HAYNE J:   The real sting is in the “relevant”, is it not, Mr Gleeson, yes?

MR GLEESON:   I always try to be useful, your Honour, even if not relevant.  I would like to come now squarely to the way in which the plaintiff did seek to prove causation, whether it be expressed in the one line proposition or whether it needed to face the hurdles we have erected, and that brings us centrally to two key witnesses, Professor Henderson and Dr Leigh, which I wish to deal with in that order.  We are now coming to the central issue of whether their evidence spoke of anything more than an increase in risk.  If it did not, then we would submit Mr Booth’s case ought to have failed. 
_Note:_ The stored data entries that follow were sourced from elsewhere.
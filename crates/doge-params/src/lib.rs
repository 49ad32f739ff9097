//! Dogecoin chain parameters
//!
//! This crate is the single source of network-specific constants for a node:
//! wire identity, genesis block, proof-of-work and fork schedule, address
//! prefixes and peer discovery seeds for the main network, the public test
//! network and the local regression-test network.
//!
//! Exactly one parameter set is active per process. Startup code selects it
//! once, either directly with [`select_params`] or from the `-testnet` /
//! `-regtest` flags with [`select_params_from_command_line`], and every
//! consumer afterwards reads it through [`params`]. Components that prefer an
//! explicit handle can own a [`Registry`] instead, or take the
//! `&'static ChainParams` it returns.

#![forbid(unsafe_code)]
#![warn(missing_docs)]

pub mod args;
pub mod base58;
pub mod block;
pub mod chainparams;
pub mod consensus;
pub mod hash;
pub mod network;
pub mod registry;
pub mod seeds;

pub use args::NetworkFlags;
pub use base58::{Base58Prefixes, Base58Type};
pub use block::{Block, BlockHeader, OutPoint, Transaction, TxIn, TxOut};
pub use chainparams::{ChainParams, ParamsSummary};
pub use consensus::ConsensusParams;
pub use hash::{sha256d, BlockHash, Uint256};
pub use network::{MessageStart, Network};
pub use registry::{
    params, select_params, select_params_from_command_line, select_params_from_flags,
    try_params, Registry,
};
pub use seeds::DnsSeed;

/// Error types for parameter operations
#[derive(Debug, Clone, PartialEq, Eq, thiserror::Error)]
pub enum Error {
    /// Unknown network name
    #[error("Invalid network: {0}")]
    InvalidNetwork(String),

    /// Both `-testnet` and `-regtest` were requested
    #[error("Invalid combination of -regtest and -testnet")]
    InvalidNetworkCombination,

    /// Parameters were read before any network was selected
    #[error("Chain parameters have not been selected")]
    ParamsNotSelected,

    /// Malformed hex string
    #[error("Invalid hex: {0}")]
    InvalidHex(String),
}

/// Result type for parameter operations
pub type Result<T> = std::result::Result<T, Error>;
Your Honours, with Professor Henderson, the order in which I would like to deal with that is this; firstly to look at his report, then his oral evidence in‑chief, in cross‑examination and then some evidence he gave in other proceedings which was tendered in this case.  His first and main report commences at page 681 – I am sorry, the report itself commences a little earlier at page 661.  I pass over his simple medical report at 644.  At page 653 he was asked three questions:

Can chrysotile asbestos cause mesothelioma?

He ultimately answered that question, “Yes.”  Secondly:

Is there a recognised safe level of exposure to chrysotile –

He ultimately answered that question, “No.”  We do not raise issue with those ultimate questions and answers.  The reasoning has an issue I will come to.  The critical one is the third question:

Was Mr Booth’s exposure to asbestos from brake linings . . . [as assumed] sufficient to make a ‘material’ contribution to the development of his mesothelioma?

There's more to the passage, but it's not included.